Task objective => Copy each line of the records that contains the word "seen".

(Saved data entries)
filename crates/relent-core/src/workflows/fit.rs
use crate::core::io::directory::Directory;
use crate::core::variable::{VarVector, Variables};
use crate::engine::config::OptimizerConfig;
use crate::engine::error::EngineError;
use crate::engine::objective::ObjectiveFunction;
use crate::engine::progress::{Progress, ProgressReporter};
use tracing::{info, instrument};

#[derive(Debug, Clone, PartialEq)]
pub struct FitReport {
    /// `None` when the objective had no design variables.
    pub converged: Option<bool>,
    pub iterations: usize,
    /// Final values of the design variables.
    pub variables: VarVector,
}

#[instrument(skip_all, name = "fit_workflow")]
pub fn run<O>(
    vars: &mut Variables,
    objective: &O,
    config: &OptimizerConfig,
    directory: Option<&Directory>,
    reporter: &ProgressReporter,
) -> Result<FitReport, EngineError>
where
    O: ObjectiveFunction + ?Sized,
{
    // === Phase 0: Preparation ===
    reporter.report(Progress::PhaseStart {
        name: "Preparation",
    });
    let optimizer = config.build(vars)?;
    let design = objective.design_variables(vars)?;
    info!(
        "Fitting {} design variables with {}.",
        design.len(),
        optimizer.name()
    );
    for id in &design {
        reporter.report(Progress::Message(format!(
            "{} = {}",
            vars.name(*id)?,
            vars.value(*id)?
        )));
    }
    reporter.report(Progress::PhaseFinish);

    // === Phase 1: Optimization ===
    reporter.report(Progress::PhaseStart {
        name: "Optimization",
    });
    let outcome = optimizer.optimize_with_progress(objective, vars, directory, reporter)?;
    reporter.report(Progress::PhaseFinish);

    // === Phase 2: Report ===
    let report = FitReport {
        converged: outcome.map(|o| o.converged),
        iterations: outcome.map_or(0, |o| o.iterations),
        variables: vars.values_of(&design)?,
    };
    match report.converged {
        Some(true) => info!("Fit converged after {} iterations.", report.iterations),
        Some(false) => info!(
            "Fit did not converge within {} iterations.",
            report.iterations
        ),
        None => info!("No design variables to fit."),
    }
    Ok(report)
}
//! # Core Module
//!
//! This module provides the stateless building blocks of the library: the variable graph,
//! pair coefficient storage, pair potentials, ensembles, and the numerical routines they
//! share.
//!
//! ## Overview
//!
//! Everything the optimizer adjusts is a variable in a single arena. Pair potentials read
//! their coefficients through that arena, so a change to one variable is seen by every
//! potential and every dependent variable built on it. Derivatives with respect to any
//! variable flow through the dependency graph and the coefficient slots by the chain rule.
//!
//! ## Architecture
//!
//! - **Variables** ([`variable`]) - Free and dependent variables with chain-rule derivatives
//! - **Pair Parameters** ([`pair`]) - Per-pair coefficient matrices with shared defaults and TOML persistence
//! - **Potentials** ([`potential`]) - Pair interactions with common cutoff and shift handling, and tabulation
//! - **Ensembles** ([`ensemble`]) - Thermodynamic state, simulation boxes, and radial distribution functions
//! - **Math** ([`math`]) - Akima interpolation and trapezoid integration
//! - **File I/O** ([`io`]) - Scoped output directories for diagnostics
//!
//! ## Key Capabilities
//!
//! - **Arena-backed dependency graph** with bounds, constants and aliases
//! - **Analytic parameter derivatives** for Lennard-Jones, Yukawa, depletion and spline potentials
//! - **Table regularization** for force capping, tail cutoff and energy shifting
//! - **Triclinic volumes** computed from box edge vectors

pub mod ensemble;
pub mod io;
pub mod math;
pub mod pair;
pub mod potential;
pub mod variable;
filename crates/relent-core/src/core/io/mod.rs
pub mod directory;
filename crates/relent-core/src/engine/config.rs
use super::descent::{FixedStepDescent, Optimizer, SteepestDescent};
use super::line_search::LineSearch;
use crate::core::variable::{VarId, VarVector, Variables};
use serde::Deserialize;
use std::collections::BTreeMap;
use std::path::Path;
use thiserror::Error;
use tracing::debug;

#[derive(Debug, Error, PartialEq, Eq, Clone)]
pub enum ConfigError {
    #[error("Missing required parameter: {0}")]
    MissingParameter(&'static str),

    #[error("Invalid value for '{name}': {reason}")]
    InvalidValue { name: &'static str, reason: String },

    #[error("Unknown variable '{0}' in configuration")]
    UnknownVariable(String),

    #[error("Failed to read configuration file '{path}': {message}")]
    File { path: String, message: String },
}

/// Absolute gradient tolerance used by the convergence test.
#[derive(Debug, Clone, PartialEq)]
pub enum Tolerance {
    Uniform(f64),
    /// Every design variable must have an entry.
    PerVariable(VarVector),
}

impl Tolerance {
    pub fn get(&self, id: VarId) -> Option<f64> {
        match self {
            Tolerance::Uniform(tol) => Some(*tol),
            Tolerance::PerVariable(tols) => tols.get(id),
        }
    }

    fn validate(&self) -> Result<(), ConfigError> {
        let bad = match self {
            Tolerance::Uniform(tol) => !(*tol >= 0.0),
            Tolerance::PerVariable(tols) => tols.iter().any(|(_, tol)| !(tol >= 0.0)),
        };
        if bad {
            return Err(ConfigError::InvalidValue {
                name: "tolerance",
                reason: "must be non-negative".to_string(),
            });
        }
        Ok(())
    }
}

/// Per-variable rescaling of the gradient before stepping.
#[derive(Debug, Clone, PartialEq)]
pub enum Scale {
    Uniform(f64),
    /// Variables without an entry are unscaled.
    PerVariable(VarVector),
}

impl Default for Scale {
    fn default() -> Self {
        Scale::Uniform(1.0)
    }
}

impl Scale {
    pub fn get(&self, id: VarId) -> f64 {
        match self {
            Scale::Uniform(scale) => *scale,
            Scale::PerVariable(scales) => scales.get(id).unwrap_or(1.0),
        }
    }

    fn validate(&self) -> Result<(), ConfigError> {
        let bad = match self {
            Scale::Uniform(scale) => !(*scale > 0.0),
            Scale::PerVariable(scales) => scales.iter().any(|(_, s)| !(s > 0.0)),
        };
        if bad {
            return Err(ConfigError::InvalidValue {
                name: "scale",
                reason: "must be positive".to_string(),
            });
        }
        Ok(())
    }
}

#[derive(Debug, Clone, PartialEq)]
pub struct DescentSettings {
    pub max_iterations: usize,
    pub step_size: f64,
    pub scale: Scale,
    pub tolerance: Tolerance,
    pub line_search: Option<LineSearch>,
}

#[derive(Default)]
pub struct DescentSettingsBuilder {
    max_iterations: Option<usize>,
    step_size: Option<f64>,
    scale: Option<Scale>,
    tolerance: Option<Tolerance>,
    line_search: Option<LineSearch>,
}

impl DescentSettingsBuilder {
    pub fn new() -> Self {
        Self::default()
    }

    pub fn max_iterations(mut self, max_iterations: usize) -> Self {
        self.max_iterations = Some(max_iterations);
        self
    }

    pub fn step_size(mut self, step_size: f64) -> Self {
        self.step_size = Some(step_size);
        self
    }

    pub fn scale(mut self, scale: Scale) -> Self {
        self.scale = Some(scale);
        self
    }

    pub fn tolerance(mut self, tolerance: Tolerance) -> Self {
        self.tolerance = Some(tolerance);
        self
    }

    pub fn line_search(mut self, line_search: LineSearch) -> Self {
        self.line_search = Some(line_search);
        self
    }

    pub fn build(self) -> Result<DescentSettings, ConfigError> {
        let max_iterations = self
            .max_iterations
            .ok_or(ConfigError::MissingParameter("max_iterations"))?;
        if max_iterations < 1 {
            return Err(ConfigError::InvalidValue {
                name: "max_iterations",
                reason: "must be at least 1".to_string(),
            });
        }
        let step_size = self
            .step_size
            .ok_or(ConfigError::MissingParameter("step_size"))?;
        if !(step_size > 0.0) {
            return Err(ConfigError::InvalidValue {
                name: "step_size",
                reason: "must be positive".to_string(),
            });
        }
        let tolerance = self
            .tolerance
            .ok_or(ConfigError::MissingParameter("tolerance"))?;
        tolerance.validate()?;
        let scale = self.scale.unwrap_or_default();
        scale.validate()?;

        Ok(DescentSettings {
            max_iterations,
            step_size,
            scale,
            tolerance,
            line_search: self.line_search,
        })
    }
}

#[derive(Deserialize, Debug, Clone, Copy, PartialEq, Eq)]
#[serde(rename_all = "kebab-case")]
pub enum Method {
    SteepestDescent,
    FixedStepDescent,
}

/// A single number applied to every variable, or a table keyed by variable name.
#[derive(Deserialize, Debug, Clone, PartialEq)]
#[serde(untagged)]
pub enum FileVariableValues {
    Uniform(f64),
    ByName(BTreeMap<String, f64>),
}

impl FileVariableValues {
    fn resolve(&self, vars: &Variables) -> Result<Result<f64, VarVector>, ConfigError> {
        match self {
            FileVariableValues::Uniform(value) => Ok(Ok(*value)),
            FileVariableValues::ByName(values) => {
                let mut resolved = VarVector::new();
                for (name, value) in values {
                    let id = vars
                        .find_by_name(name)
                        .ok_or_else(|| ConfigError::UnknownVariable(name.clone()))?;
                    resolved.insert(id, *value);
                }
                Ok(Err(resolved))
            }
        }
    }
}

#[derive(Deserialize, Debug, Clone, PartialEq)]
#[serde(deny_unknown_fields)]
pub struct FileLineSearchConfig {
    #[serde(rename = "relative-tolerance")]
    pub relative_tolerance: f64,
    #[serde(rename = "max-iterations")]
    pub max_iterations: usize,
}

/// Optimizer settings as written in a TOML file.
///
/// ```toml
/// method = "steepest-descent"
/// max-iterations = 1000
/// step-size = 0.25
/// tolerance = 1e-8
/// scale = { epsilon = 0.5 }
///
/// [line-search]
/// relative-tolerance = 1e-5
/// max-iterations = 100
/// ```
#[derive(Deserialize, Debug, Clone, PartialEq)]
#[serde(deny_unknown_fields)]
pub struct OptimizerConfig {
    pub method: Method,
    #[serde(rename = "max-iterations")]
    pub max_iterations: usize,
    #[serde(rename = "step-size")]
    pub step_size: f64,
    pub tolerance: FileVariableValues,
    pub scale: Option<FileVariableValues>,
    #[serde(rename = "line-search")]
    pub line_search: Option<FileLineSearchConfig>,
}

impl OptimizerConfig {
    pub fn from_file(path: &Path) -> Result<Self, ConfigError> {
        debug!("Loading optimizer configuration from {:?}", path);
        let content = std::fs::read_to_string(path).map_err(|e| ConfigError::File {
            path: path.to_string_lossy().to_string(),
            message: e.to_string(),
        })?;
        toml::from_str(&content).map_err(|e| ConfigError::File {
            path: path.to_string_lossy().to_string(),
            message: e.to_string(),
        })
    }

    /// Resolves variable names against `vars` and validates every setting.
    pub fn settings(&self, vars: &Variables) -> Result<DescentSettings, ConfigError> {
        let tolerance = match self.tolerance.resolve(vars)? {
            Ok(tol) => Tolerance::Uniform(tol),
            Err(tols) => Tolerance::PerVariable(tols),
        };
        let mut builder = DescentSettingsBuilder::new()
            .max_iterations(self.max_iterations)
            .step_size(self.step_size)
            .tolerance(tolerance);
        if let Some(scale) = &self.scale {
            builder = builder.scale(match scale.resolve(vars)? {
                Ok(s) => Scale::Uniform(s),
                Err(scales) => Scale::PerVariable(scales),
            });
        }
        if let Some(ls) = &self.line_search {
            builder = builder.line_search(LineSearch::new(ls.relative_tolerance, ls.max_iterations)?);
        }
        builder.build()
    }

    pub fn build(&self, vars: &Variables) -> Result<Optimizer, ConfigError> {
        let settings = self.settings(vars)?;
        Ok(match self.method {
            Method::SteepestDescent => Optimizer::SteepestDescent(SteepestDescent::new(settings)),
            Method::FixedStepDescent => {
                Optimizer::FixedStepDescent(FixedStepDescent::new(settings))
            }
        })
    }
}
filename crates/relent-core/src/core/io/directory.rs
use std::path::{Path, PathBuf};
use thiserror::Error;

#[derive(Debug, Error)]
#[error("Failed to create directory '{path}': {source}")]
pub struct DirectoryError {
    pub path: String,
    #[source]
    pub source: std::io::Error,
}

/// A scoped output directory, created on construction.
///
/// Files and sub-directories are resolved relative to it, so callers never build
/// paths outside their workspace by hand.
#[derive(Debug, Clone, PartialEq, Eq)]
pub struct Directory {
    path: PathBuf,
}

impl Directory {
    pub fn new(path: impl Into<PathBuf>) -> Result<Self, DirectoryError> {
        let path = path.into();
        std::fs::create_dir_all(&path).map_err(|e| DirectoryError {
            path: path.to_string_lossy().to_string(),
            source: e,
        })?;
        Ok(Self { path })
    }

    pub fn path(&self) -> &Path {
        &self.path
    }

    /// Path of a file inside this directory. The file is not created.
    pub fn file(&self, name: &str) -> PathBuf {
        self.path.join(name)
    }

    /// A sub-directory, created if missing.
    pub fn directory(&self, name: &str) -> Result<Directory, DirectoryError> {
        Directory::new(self.path.join(name))
    }
}

#[cfg(test)]
mod tests {
    use super::*;
    use tempfile::tempdir;

    #[test]
    fn nested_directories_are_created() {
        let root = tempdir().unwrap();
        let dir = Directory::new(root.path().join("run")).unwrap();
        let sub = dir.directory("0").unwrap().directory(".line").unwrap();
        assert!(sub.path().is_dir());
        assert_eq!(dir.file("x.toml"), root.path().join("run").join("x.toml"));
        assert!(!dir.file("x.toml").exists());
    }

    #[test]
    fn creation_fails_below_a_regular_file() {
        let root = tempdir().unwrap();
        let blocker = root.path().join("file");
        std::fs::write(&blocker, "x").unwrap();
        assert!(Directory::new(blocker.join("sub")).is_err());
    }
}
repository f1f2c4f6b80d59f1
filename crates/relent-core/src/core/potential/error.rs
use crate::core::math::InterpolationError;
use crate::core::pair::ParameterError;
use crate::core::variable::VariableError;
use thiserror::Error;

#[derive(Debug, Error)]
pub enum PotentialError {
    #[error("Invalid value for parameter '{name}': {reason}")]
    InvalidParameter { name: String, reason: String },

    #[error("Energy cannot be differentiated with respect to '{0}'")]
    NotDifferentiable(String),

    #[error("Coefficient error: {source}")]
    Parameter {
        #[from]
        source: ParameterError,
    },

    #[error("Variable error: {source}")]
    Variable {
        #[from]
        source: VariableError,
    },

    #[error("Interpolation error: {source}")]
    Interpolation {
        #[from]
        source: InterpolationError,
    },
}

impl PotentialError {
    pub(crate) fn invalid(name: &str, reason: impl Into<String>) -> Self {
        PotentialError::InvalidParameter {
            name: name.to_string(),
            reason: reason.into(),
        }
    }
}
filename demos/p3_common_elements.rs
//! Pattern 3: Where Clauses
//! Example: Comparing Two Sequences
//!
//! Run with: cargo run --example p3_common_elements

use guided_tour::{any_common_elements, show_common_elements};

fn main() {
    println!("=== any_common_elements ===");
    // Usage: The where clause forces both sequences to yield the same item type.
    println!(
        "[1, 2, 3] vs [3] = {}",
        any_common_elements([1, 2, 3], [3])
    );
    println!(
        "[1, 2, 3] vs [4, 5] = {}",
        any_common_elements([1, 2, 3], [4, 5])
    );

    println!("\n=== show_common_elements ===");
    println!(
        "[1, 2, 3, 4, 5] vs [4, 7, 3] = {:?}",
        show_common_elements([1, 2, 3, 4, 5], [4, 7, 3])
    );
    println!(
        "fruits = {:?}",
        show_common_elements(
            ["apple", "banana", "orange", "peach"],
            ["orange", "pear", "apple"]
        )
    );

    // Different containers are fine as long as the items match.
    let owned = vec![10, 20, 30];
    let borrowed = [30, 40];
    println!(
        "Vec iter vs array iter = {:?}",
        show_common_elements(owned.iter(), borrowed.iter())
    );

    // Does not compile: i32 items vs &str items.
    // any_common_elements([1, 2], ["1", "2"]);
}
//! Protocols
//!
//! A single trait adopted by a shared-reference type, a struct and an enum,
//! plus trait objects that hide everything outside the trait.

use std::cell::RefCell;
use std::rc::Rc;

pub trait ExampleProtocol {
    fn simple_description(&self) -> String;
    fn adjust(&mut self);
}

// ============================================================================
// Reference type
// ============================================================================

#[derive(Debug)]
struct ClassState {
    simple_description: String,
    another_property: i32,
}

/// Reference type: clones share one state, so adjusting any handle is seen
/// through every other handle.
#[derive(Debug, Clone)]
pub struct SimpleClass {
    state: Rc<RefCell<ClassState>>,
}

impl SimpleClass {
    pub fn new() -> Self {
        SimpleClass {
            state: Rc::new(RefCell::new(ClassState {
                simple_description: String::from("A very simple class."),
                another_property: 69105,
            })),
        }
    }

    /// Not part of `ExampleProtocol`.
    pub fn another_property(&self) -> i32 {
        self.state.borrow().another_property
    }

    /// Adjusts through a shared handle; no `&mut` needed.
    pub fn adjust_shared(&self) {
        self.state
            .borrow_mut()
            .simple_description
            .push_str("  Now 100% adjusted.");
    }

    pub fn shares_state_with(&self, other: &SimpleClass) -> bool {
        Rc::ptr_eq(&self.state, &other.state)
    }
}

impl Default for SimpleClass {
    fn default() -> Self {
        Self::new()
    }
}

impl ExampleProtocol for SimpleClass {
    fn simple_description(&self) -> String {
        self.state.borrow().simple_description.clone()
    }

    fn adjust(&mut self) {
        self.adjust_shared();
    }
}

// ============================================================================
// Value types
// ============================================================================

#[derive(Debug, Clone, PartialEq, Eq)]
pub struct SimpleStructure {
    pub simple_description: String,
}

impl SimpleStructure {
    pub fn new() -> Self {
        SimpleStructure {
            simple_description: String::from("A simple structure"),
        }
    }
}

impl Default for SimpleStructure {
    fn default() -> Self {
        Self::new()
    }
}

impl ExampleProtocol for SimpleStructure {
    fn simple_description(&self) -> String {
        self.simple_description.clone()
    }

    fn adjust(&mut self) {
        self.simple_description.push_str(" (adjusted)");
    }
}

#[derive(Debug, Clone, Copy, PartialEq, Eq, Default)]
pub enum SimpleEnumeration {
    #[default]
    Basic,
    Adjusted,
}

impl ExampleProtocol for SimpleEnumeration {
    fn simple_description(&self) -> String {
        match self {
            SimpleEnumeration::Basic => String::from("A simple Enumeration"),
            SimpleEnumeration::Adjusted => String::from("A simple Enumeration [adjusted]"),
        }
    }

    fn adjust(&mut self) {
        *self = SimpleEnumeration::Adjusted;
    }
}

// ============================================================================
// Protocol values
// ============================================================================

/// Returns an adjusted copy, leaving `value` untouched.
///
/// For `SimpleClass` the copy is another handle, so the original changes too.
pub fn adjusted<T>(value: &T) -> T
where
    T: ExampleProtocol + Clone,
{
    let mut copy = value.clone();
    copy.adjust();
    copy
}

pub fn describe_all(values: &[Box<dyn ExampleProtocol>]) -> Vec<String> {
    values.iter().map(|v| v.simple_description()).collect()
}

pub fn adjust_all(values: &mut [Box<dyn ExampleProtocol>]) {
    for value in values.iter_mut() {
        value.adjust();
    }
}
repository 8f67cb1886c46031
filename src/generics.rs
//! Generics
//!
//! Generic functions, a generic enum, and `where` clauses that tie the
//! element types of two sequences together.

use itertools::Itertools;

// ============================================================================
// Generic function
// ============================================================================

/// Builds a vector holding `number_of_times` copies of `item`.
pub fn make_array<Item: Clone>(item: Item, number_of_times: usize) -> Vec<Item> {
    let mut result = Vec::with_capacity(number_of_times);
    for _ in 0..number_of_times {
        result.push(item.clone());
    }
    result
}

// ============================================================================
// Generic enum: a hand-rolled Option
// ============================================================================

#[derive(Debug, Clone, Copy, PartialEq, Eq, Hash)]
pub enum OptionalValue<Wrapped> {
    None,
    Some(Wrapped),
}

// Hand-written so `Wrapped` needs no `Default` bound.
impl<Wrapped> Default for OptionalValue<Wrapped> {
    fn default() -> Self {
        OptionalValue::None
    }
}

impl<Wrapped> OptionalValue<Wrapped> {
    pub fn is_some(&self) -> bool {
        matches!(self, OptionalValue::Some(_))
    }

    pub fn is_none(&self) -> bool {
        !self.is_some()
    }

    pub fn as_ref(&self) -> OptionalValue<&Wrapped> {
        match self {
            OptionalValue::None => OptionalValue::None,
            OptionalValue::Some(value) => OptionalValue::Some(value),
        }
    }

    pub fn map<U, F: FnOnce(Wrapped) -> U>(self, f: F) -> OptionalValue<U> {
        match self {
            OptionalValue::None => OptionalValue::None,
            OptionalValue::Some(value) => OptionalValue::Some(f(value)),
        }
    }

    pub fn unwrap_or(self, default: Wrapped) -> Wrapped {
        match self {
            OptionalValue::None => default,
            OptionalValue::Some(value) => value,
        }
    }
}

impl<Wrapped> From<Option<Wrapped>> for OptionalValue<Wrapped> {
    fn from(value: Option<Wrapped>) -> Self {
        match value {
            Some(value) => OptionalValue::Some(value),
            None => OptionalValue::None,
        }
    }
}

impl<Wrapped> From<OptionalValue<Wrapped>> for Option<Wrapped> {
    fn from(value: OptionalValue<Wrapped>) -> Self {
        match value {
            OptionalValue::Some(value) => Some(value),
            OptionalValue::None => None,
        }
    }
}

// ============================================================================
// Where clauses
// ============================================================================

/// Returns `true` if any element of `lhs` equals any element of `rhs`.
///
/// Both sequences must yield the same item type, and `rhs` is walked once per
/// `lhs` element, so its iterator has to be cloneable.
pub fn any_common_elements<T, U>(lhs: T, rhs: U) -> bool
where
    T: IntoIterator,
    T::Item: PartialEq + Clone,
    U: IntoIterator<Item = T::Item>,
    U::IntoIter: Clone,
{
    lhs.into_iter()
        .cartesian_product(rhs)
        .any(|(lhs_item, rhs_item)| lhs_item == rhs_item)
}

/// Collects every `lhs` element that equals some `rhs` element, once per
/// matching pair, in `lhs` order.
pub fn show_common_elements<T, U>(lhs: T, rhs: U) -> Vec<T::Item>
where
    T: IntoIterator,
    T::Item: PartialEq + Clone,
    U: IntoIterator<Item = T::Item>,
    U::IntoIter: Clone,
{
    lhs.into_iter()
        .cartesian_product(rhs)
        .filter(|(lhs_item, rhs_item)| lhs_item == rhs_item)
        .map(|(lhs_item, _)| lhs_item)
        .collect()
}
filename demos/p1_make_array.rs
//! Pattern 1: Generic Functions
//! Example: Repeating a Value
//!
//! Run with: cargo run --example p1_make_array

use guided_tour::make_array;

fn main() {
    println!("=== make_array ===");
    // Usage: One function works for any Clone type.
    let knocks = make_array("knock", 4);
    println!("make_array(\"knock\", 4) = {:?}", knocks);

    let zeros = make_array(0u8, 3);
    println!("make_array(0u8, 3) = {:?}", zeros);

    let nested = make_array(vec![1, 2], 2);
    println!("make_array(vec![1, 2], 2) = {:?}", nested);

    let none: Vec<char> = make_array('x', 0);
    println!("make_array('x', 0) = {:?}", none);
}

Answer section =>
//! their coefficients through that arena, so a change to one variable is seen by every
/// Reference type: clones share one state, so adjusting any handle is seen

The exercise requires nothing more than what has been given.